作者进一步通过PCA分析发现OA和对照组的免疫细胞浸润情况存在差异(图6)。图7中对照组为蓝色,OA组标记为红色,结果显示记忆性B细胞、初始CD4T细胞、未活化CD4记忆T细胞、调节性T细胞、活化NK细胞、未活化树突状细胞、未活化肥大细胞、活化肥大细胞、嗜酸性粒细胞在正常样本和肿瘤样本中的占比比较,差异有统计学意义(p<0.05)。

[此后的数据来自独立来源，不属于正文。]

fn parse_exam_row(row: &SqliteRow) -> Result<ExamRecord, sqlx::Error> {
    let lifecycle_str: String = row.try_get("lifecycle")?;
    let lifecycle = ExamLifecycle::parse(&lifecycle_str)
        .ok_or_else(|| sqlx::Error::Decode(format!("unknown lifecycle: {lifecycle_str}").into()))?;

    Ok(ExamRecord {
        id: ExamId::from_uuid(decode_uuid(row, "id")?),
        center_id: CenterId::from_uuid(decode_uuid(row, "center_id")?),
        title: row.try_get("title")?,
        lifecycle,
        starts_at: row.try_get("starts_at")?,
        ends_at: row.try_get("ends_at")?,
        enrollment: EnrollmentConfig {
            enrollment_required: row.try_get::<i64, _>("enrollment_required")? != 0,
            fee_minor: row.try_get("enrollment_fee")?,
            max_enrollments: row.try_get("max_enrollments")?,
            enrollment_deadline: row.try_get("enrollment_deadline")?,
            allow_late_enrollment: row.try_get::<i64, _>("allow_late_enrollment")? != 0,
            require_payment: row.try_get::<i64, _>("require_payment")? != 0,
        },
        stats: EnrollmentStats {
            total_enrollments: row.try_get("total_enrollments")?,
            active_enrollments: row.try_get("active_enrollments")?,
            pending_payments: row.try_get("pending_payments")?,
            total_revenue: row.try_get("total_revenue")?,
        },
    })
}

fn parse_student_row(row: &SqliteRow) -> Result<StudentRecord, sqlx::Error> {
    let role_str: String = row.try_get("role")?;
    let role = Role::parse(&role_str)
        .ok_or_else(|| sqlx::Error::Decode(format!("unknown role: {role_str}").into()))?;

    Ok(StudentRecord {
        id: StudentId::from_uuid(decode_uuid(row, "id")?),
        center_id: CenterId::from_uuid(decode_uuid(row, "center_id")?),
        role,
        display_name: row.try_get("display_name")?,
    })
}
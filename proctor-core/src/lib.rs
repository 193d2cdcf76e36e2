//! Shared domain types for the proctor enrollment engine.
//!
//! This crate carries no I/O: it defines the identifiers, the enrollment
//! record with its two status machines, and the read-mostly views of the
//! exam and student records that the enrollment service consults.

pub mod enrollment;
pub mod exam;
pub mod identity;

pub use enrollment::{Enrollment, EnrollmentStatus, PaymentStatus};
pub use exam::{EnrollmentConfig, EnrollmentStats, ExamLifecycle, ExamRecord};
pub use identity::{CenterId, EnrollmentId, ExamId, Role, StudentId, StudentRecord};
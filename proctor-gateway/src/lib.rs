//! Payment gateway collaborator for the proctor enrollment engine.
//!
//! The enrollment service consumes the [`PaymentGateway`] trait and nothing
//! else: initialize a transaction, verify its settlement, refund it, and
//! normalize inbound webhook deliveries. [`HttpGateway`] speaks to a real
//! gateway over HTTPS; [`MockGateway`] backs tests and dev mode.

pub mod error;
pub mod http;
pub mod mock;
pub mod types;
pub mod webhook;

use async_trait::async_trait;

pub use error::GatewayError;
pub use http::{HttpGateway, HttpGatewayConfig};
pub use mock::MockGateway;
pub use types::{
    InitStatus, PaymentInit, PaymentMetadata, PaymentVerification, RefundOutcome, RefundStatus,
    VerifyStatus, WebhookEvent, WebhookEventKind,
};

/// The three-operation payment contract plus webhook normalization.
///
/// Implementations must uphold the zero-amount short-circuits: an
/// `initialize` of 0 settles immediately with no checkout URL, and a
/// `refund` of 0 reports `not_required`. Neither makes a network call.
#[async_trait]
pub trait PaymentGateway: Send + Sync {
    /// Create a gateway transaction for the given amount in minor units.
    async fn initialize(
        &self,
        amount_minor: i64,
        currency: &str,
        metadata: &PaymentMetadata,
    ) -> Result<PaymentInit, GatewayError>;

    /// Check whether a transaction has settled.
    ///
    /// Malformed or unknown transaction ids report [`VerifyStatus::Failed`];
    /// only transport-level problems surface as errors.
    async fn verify(&self, transaction_id: &str) -> Result<PaymentVerification, GatewayError>;

    /// Return a settled payment.
    async fn refund(
        &self,
        transaction_id: &str,
        amount_minor: i64,
        reason: &str,
    ) -> Result<RefundOutcome, GatewayError>;

    /// Validate and normalize an inbound webhook delivery.
    ///
    /// Signature verification happens here, not at the HTTP router.
    async fn handle_webhook(
        &self,
        payload: &[u8],
        signature: Option<&str>,
    ) -> Result<WebhookEvent, GatewayError>;
}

其中,与对照组相比,OA滑膜组织中记忆性B细胞、调节性T细胞、未活化树突状细胞、未活化肥大细胞的占比较大。
图5.正常滑膜组织与OA滑膜组织免疫细胞的浸润组成
图6.正常滑膜组织与OA滑膜组织免疫细胞的PCA图
图7.正常滑膜组织与OA滑膜组织免疫细胞浸润差异的小提琴图
6. 关键基因的RT-PCR验证
作者收集了6例OA患者滑膜组织与9例正常滑膜组织的临床标本,应用TRIzol法提取RNA,逆转录合成cDNA,随后进行PCR扩增。使用GAPDH作为内参,2-△△Ct法进行mRNA相对定量分析,one-way ANOVA进行统计学分析(p<0.05)。结果显示14个关键基因中,11个相对表达水平与微阵列杂交结果一致,CXCL3,GADD45B,MCL1则未观察到统计学差异(图8)。
图8.正常滑膜组织与OA滑膜组织关键基因的RT-PCR结果
小结
目前,OA的病因及发病机制尚不明确。因此分析OA的潜在发病机制对于诊断预后和鉴定药物治疗的靶点至关重要。作者挖掘GEO数据库中OA相关表达谱芯片数据,分析差异表达基因后,通过clusterProfiler包进行GO分析和KEGG通路富集分析预测靶基因功能和相关通路,利用STRING平台及Cytoscape软件构建PPI网络,MCODE插件对PPI进行模块分析,最终筛选出与OA密切相关的关键基因,并对关键基因进行了GO和KEGG通路富集分析。此外,作者还对芯片数据进行了免疫浸润分析。最后作者通过RT-PCR对临床样本中的关键基因进行了验证,进一步确定了关键基因与OA的密切联系。